Erina Yoshida a), Yuichi Kato b, Akihiko Kanamoto c), Akihiko Kondo a) b) d), Tomohisa Hasunuma a) b) d)
a) Graduate School of Science, Technology, and Innovation, Kobe University, 1-1 Rokkodai, Nada, Kobe 657-8501, Japan
b) Engineering Biology Research Center, Kobe University, 1-1 Rokkodai, Nada, Kobe 657-8501, Japan
c) OP Bio Factory Co., Ltd., 5-8 Aza-Suzaki, Uruma, Okinawa 904-2234, Japan
d) RIKEN Center for Sustainable Resource Science, 1-7-22 Suehiro, Tsurumi, Yokohama, Kanagawa 230-0045, Japan
Algal Research Volume 72, May 2023, 103144
Fucoxanthin has a wide range of applications, being used as an additive in functional foods, pharmaceuticals, as well as in cosmetics.

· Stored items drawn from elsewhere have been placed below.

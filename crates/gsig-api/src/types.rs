//! Growth Signals API response types.
//!
//! All types model the JSON returned by the backend. Collections arrive
//! wrapped in single-field envelopes (`{ "leads": [...] }`); every
//! collection field carries `#[serde(default)]` so a missing field decodes
//! as an empty sequence rather than an error.

use chrono::{DateTime, Utc};
use serde::{Deserialize, Serialize};

/// Lead priority as assigned by the backend.
///
/// Unknown values decode as [`Priority::Unknown`] instead of failing the
/// whole collection.
#[derive(Debug, Clone, Copy, Default, PartialEq, Eq, Serialize, Deserialize)]
pub enum Priority {
    High,
    #[default]
    Medium,
    Low,
    #[serde(other)]
    Unknown,
}

impl std::fmt::Display for Priority {
    fn fmt(&self, f: &mut std::fmt::Formatter<'_>) -> std::fmt::Result {
        match self {
            Priority::High => write!(f, "High"),
            Priority::Medium => write!(f, "Medium"),
            Priority::Low => write!(f, "Low"),
            Priority::Unknown => write!(f, "Unknown"),
        }
    }
}

/// One detected intent signal with its confidence in `0.0..=1.0`.
#[derive(Debug, Clone, Serialize, Deserialize)]
pub struct IntentSignal {
    pub signal: String,
    #[serde(default)]
    pub confidence: f64,
    #[serde(default)]
    pub reasoning: String,
}

/// A prospect surfaced by the backend, scored `0.0..=10.0`.
#[derive(Debug, Clone, Serialize, Deserialize)]
pub struct Lead {
    #[serde(default)]
    pub id: String,
    #[serde(default)]
    pub company: String,
    #[serde(default)]
    pub name: String,
    #[serde(default)]
    pub role: String,
    #[serde(default)]
    pub geography: String,
    #[serde(default)]
    pub priority: Priority,
    #[serde(default)]
    pub score: f64,
    #[serde(default)]
    pub intent_signals: Vec<IntentSignal>,
    #[serde(default)]
    pub social_content: String,
    #[serde(default = "default_lead_status")]
    pub status: String,
    #[serde(default)]
    pub twitter_handle: Option<String>,
    #[serde(default)]
    pub linkedin_url: Option<String>,
    #[serde(default)]
    pub company_website: Option<String>,
    #[serde(default)]
    pub timestamp: Option<DateTime<Utc>>,
}

fn default_lead_status() -> String {
    "New".to_string()
}

/// Engagement counters on a tweet.
///
/// Older backend revisions used `likes`/`retweets`/`replies`; newer ones
/// use the `*_count` spellings. Aliases accept both.
#[derive(Debug, Clone, Default, Serialize, Deserialize)]
pub struct EngagementMetrics {
    #[serde(default, alias = "likes")]
    pub like_count: u64,
    #[serde(default, alias = "retweets")]
    pub retweet_count: u64,
    #[serde(default, alias = "replies")]
    pub reply_count: u64,
}

/// Nested intent analysis attached to a tweet, when present.
#[derive(Debug, Clone, Serialize, Deserialize)]
pub struct IntentAnalysis {
    #[serde(default)]
    pub intent_signals: Vec<IntentSignal>,
    #[serde(default)]
    pub priority: Priority,
    #[serde(default)]
    pub score: f64,
    #[serde(default)]
    pub relevance_score: f64,
}

#[derive(Debug, Clone, Serialize, Deserialize)]
pub struct Tweet {
    #[serde(default)]
    pub id: String,
    #[serde(default)]
    pub tweet_id: String,
    #[serde(default)]
    pub content: String,
    #[serde(default)]
    pub author_name: String,
    #[serde(default)]
    pub author_handle: String,
    #[serde(default)]
    pub engagement_metrics: EngagementMetrics,
    #[serde(default)]
    pub intent_analysis: Option<IntentAnalysis>,
    #[serde(default)]
    pub relevance_score: f64,
    #[serde(default)]
    pub timestamp: Option<DateTime<Utc>>,
}

#[derive(Debug, Clone, Serialize, Deserialize)]
pub struct NewsItem {
    #[serde(default)]
    pub title: String,
    #[serde(default)]
    pub description: String,
    #[serde(default)]
    pub url: String,
    #[serde(default)]
    pub source: String,
    #[serde(default)]
    pub category: String,
    #[serde(default)]
    pub relevance_score: f64,
}

/// Deal classification. `M&A` and `Financing` are the known values;
/// anything else decodes as [`DealKind::Other`].
#[derive(Debug, Clone, Copy, Default, PartialEq, Eq, Serialize, Deserialize)]
pub enum DealKind {
    #[serde(rename = "M&A")]
    MergersAndAcquisitions,
    Financing,
    #[default]
    #[serde(other)]
    Other,
}

impl std::fmt::Display for DealKind {
    fn fmt(&self, f: &mut std::fmt::Formatter<'_>) -> std::fmt::Result {
        match self {
            DealKind::MergersAndAcquisitions => write!(f, "M&A"),
            DealKind::Financing => write!(f, "Financing"),
            DealKind::Other => write!(f, "Other"),
        }
    }
}

#[derive(Debug, Clone, Serialize, Deserialize)]
pub struct Deal {
    #[serde(rename = "type", default)]
    pub kind: DealKind,
    /// Display string such as `"$120M"` or `"Undisclosed"`.
    #[serde(default)]
    pub amount: String,
    #[serde(default)]
    pub title: String,
    #[serde(default)]
    pub description: String,
    #[serde(default)]
    pub company: String,
    #[serde(default)]
    pub relevance_score: f64,
}

#[derive(Debug, Clone, Serialize, Deserialize)]
pub struct MarketTick {
    #[serde(default)]
    pub symbol: String,
    #[serde(default)]
    pub price: f64,
    #[serde(default)]
    pub change: f64,
    /// Pre-formatted by the backend, sign included (`"+1.23%"`).
    #[serde(default)]
    pub change_percent: String,
}

/// Flat statistics object returned by `GET /stats`.
#[derive(Debug, Clone, Default, Serialize, Deserialize)]
pub struct DashboardStats {
    #[serde(default)]
    pub total_leads: u64,
    #[serde(default)]
    pub high_priority_leads: u64,
    #[serde(default)]
    pub new_leads_today: u64,
    #[serde(default)]
    pub avg_lead_score: f64,
    #[serde(default)]
    pub total_signals_detected: u64,
    #[serde(default)]
    pub active_campaigns: u64,
}

/// Result of `POST /analyze-content`.
///
/// The orchestrator currently only logs this; the shape is kept typed so
/// a consumer that does want the signal weights can take them.
#[derive(Debug, Clone, Deserialize)]
pub struct AnalysisOutcome {
    #[serde(default)]
    pub intent_signals: Vec<IntentSignal>,
    #[serde(default)]
    pub priority: Priority,
    #[serde(default)]
    pub score: f64,
    #[serde(default)]
    pub relevance_score: f64,
}

/// Query parameters for `GET /leads`.
#[derive(Debug, Clone, Default)]
pub struct LeadQuery {
    pub role: Option<String>,
    pub geography: Option<String>,
    pub priority: Option<Priority>,
    pub min_score: Option<f64>,
    /// Free-text targeting context from the smart-targeting input.
    pub context: Option<String>,
}

impl LeadQuery {
    /// Render the set fields as query pairs, omitting unset ones.
    #[must_use]
    pub fn query_pairs(&self) -> Vec<(&'static str, String)> {
        let mut pairs = Vec::new();
        if let Some(role) = &self.role {
            pairs.push(("role", role.clone()));
        }
        if let Some(geography) = &self.geography {
            pairs.push(("geography", geography.clone()));
        }
        if let Some(priority) = self.priority {
            pairs.push(("priority", priority.to_string()));
        }
        if let Some(min_score) = self.min_score {
            pairs.push(("min_score", min_score.to_string()));
        }
        if let Some(context) = &self.context {
            pairs.push(("context", context.clone()));
        }
        pairs
    }

    /// Copy of this query with the targeting context stripped, used for
    /// the basic-search fallback after an enhanced fetch fails.
    #[must_use]
    pub fn without_context(&self) -> Self {
        Self {
            context: None,
            ..self.clone()
        }
    }
}

// ---------------------------------------------------------------------------
// Response envelopes
// ---------------------------------------------------------------------------

#[derive(Debug, Deserialize)]
pub(crate) struct LeadsResponse {
    #[serde(default)]
    pub leads: Vec<Lead>,
}

#[derive(Debug, Deserialize)]
pub(crate) struct TweetsResponse {
    #[serde(default)]
    pub tweets: Vec<Tweet>,
}

#[derive(Debug, Deserialize)]
pub(crate) struct NewsResponse {
    #[serde(default)]
    pub news: Vec<NewsItem>,
}

#[derive(Debug, Deserialize)]
pub(crate) struct DealsResponse {
    #[serde(default)]
    pub deals: Vec<Deal>,
}

#[derive(Debug, Deserialize)]
pub(crate) struct MarketDataResponse {
    #[serde(default)]
    pub market_data: Vec<MarketTick>,
}

#[derive(Debug, Serialize)]
pub(crate) struct AnalysisRequest<'a> {
    pub content: &'a str,
    #[serde(skip_serializing_if = "Option::is_none")]
    pub company_context: Option<&'a str>,
}

#[cfg(test)]
mod tests {
    use super::*;

    #[test]
    fn priority_unknown_values_do_not_fail() {
        let p: Priority = serde_json::from_str("\"Critical\"").unwrap();
        assert_eq!(p, Priority::Unknown);
    }

    #[test]
    fn engagement_metrics_accept_both_spellings() {
        let old: EngagementMetrics =
            serde_json::from_str(r#"{"likes": 3, "retweets": 2, "replies": 1}"#).unwrap();
        assert_eq!(old.like_count, 3);
        assert_eq!(old.retweet_count, 2);
        assert_eq!(old.reply_count, 1);

        let new: EngagementMetrics =
            serde_json::from_str(r#"{"like_count": 7, "retweet_count": 5, "reply_count": 4}"#)
                .unwrap();
        assert_eq!(new.like_count, 7);
        assert_eq!(new.reply_count, 4);
    }

    #[test]
    fn deal_kind_parses_ampersand_rename() {
        let deal: Deal = serde_json::from_str(
            r#"{"type": "M&A", "amount": "$85M", "title": "t", "description": "d", "company": "c", "relevance_score": 8.1}"#,
        )
        .unwrap();
        assert_eq!(deal.kind, DealKind::MergersAndAcquisitions);
        assert_eq!(deal.kind.to_string(), "M&A");
    }

    #[test]
    fn deal_kind_unknown_is_other() {
        let deal: Deal = serde_json::from_str(r#"{"type": "IPO"}"#).unwrap();
        assert_eq!(deal.kind, DealKind::Other);
    }

    #[test]
    fn missing_collection_field_decodes_as_empty() {
        let envelope: LeadsResponse = serde_json::from_str(r#"{"total": 0}"#).unwrap();
        assert!(envelope.leads.is_empty());
    }

    #[test]
    fn lead_defaults_tolerate_sparse_records() {
        let lead: Lead = serde_json::from_str(r#"{"name": "Ada"}"#).unwrap();
        assert_eq!(lead.name, "Ada");
        assert_eq!(lead.priority, Priority::Medium);
        assert_eq!(lead.status, "New");
        assert!(lead.intent_signals.is_empty());
        assert!(lead.timestamp.is_none());
    }

    #[test]
    fn lead_query_pairs_omit_unset_fields() {
        let query = LeadQuery {
            role: Some("CTO".to_string()),
            min_score: Some(7.5),
            ..LeadQuery::default()
        };
        let pairs = query.query_pairs();
        assert_eq!(
            pairs,
            vec![
                ("role", "CTO".to_string()),
                ("min_score", "7.5".to_string())
            ]
        );
    }

    #[test]
    fn without_context_preserves_structured_filters() {
        let query = LeadQuery {
            role: Some("CEO".to_string()),
            priority: Some(Priority::High),
            context: Some("fintech founders".to_string()),
            ..LeadQuery::default()
        };
        let basic = query.without_context();
        assert!(basic.context.is_none());
        assert_eq!(basic.role.as_deref(), Some("CEO"));
        assert_eq!(basic.priority, Some(Priority::High));
    }
}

The haptophyte Pavlova gyrans OPMS 30543X is a promising fucoxanthin producer owing to its high ability to photosynthetically produce biomass from CO2 and high accumulation of fucoxanthin. A previous study had suggested that NaNO3 is a suitable nitrogen source for Pavlova sp. OPMS 30543, which may be a strain similar to OPMS 30543X, producing fucoxanthin. However, the mechanism by which nitrogen sources affect fucoxanthin production has not been elucidated yet. To develop a nitrogen supplementation strategy for fucoxanthin production, the current study analyzed the effect of nitrogen sources on OPMS 30543X and explored the underlying metabolic phenomena. When supplemented with either NaNO3 or NH4Cl as the sole nitrogen source, the fucoxanthin content of OPMS 30543X cells was 1.7 mg/g- dry cell weight (DCW) higher in NaNO3 medium than in NH4Cl medium. Metabolome analysis revealed that the accumulation of phosphoenolpyruvate (PEP), pyruvate, and 1-deoxy-d-xylulose-5-phosphate (DXP) was not significantly different between the NaNO3 and NH4Cl media. In contrast, accumulation of 2-C-Methyl‑d-erythritol-2,4-cyclopyrophosphate (MEcPP) was higher in the NaNO3 medium than in the NH4Cl medium, suggesting that the downstream process after DXP metabolism could be affected by the nitrogen source. When supplemented with different concentrations of NaNO3, the fucoxanthin content of OPMS 30543X was almost the same across the conditions at the initial stage and decreased in order from the lowest NaNO3 concentration. Metabolomic analysis further revealed that β-carotene and diadinoxanthin levels are lowered after nitrogen depletion. Thus, the nitrogen source and its concentration had different effects on fucoxanthin biosynthesis by OPMS 30543X. The nitrogen supplementation strategy derived from this study, in which OPMS 30543X was cultured with abundant NaNO3, could increase the feasibility of commercial production of fucoxanthin by microalgae.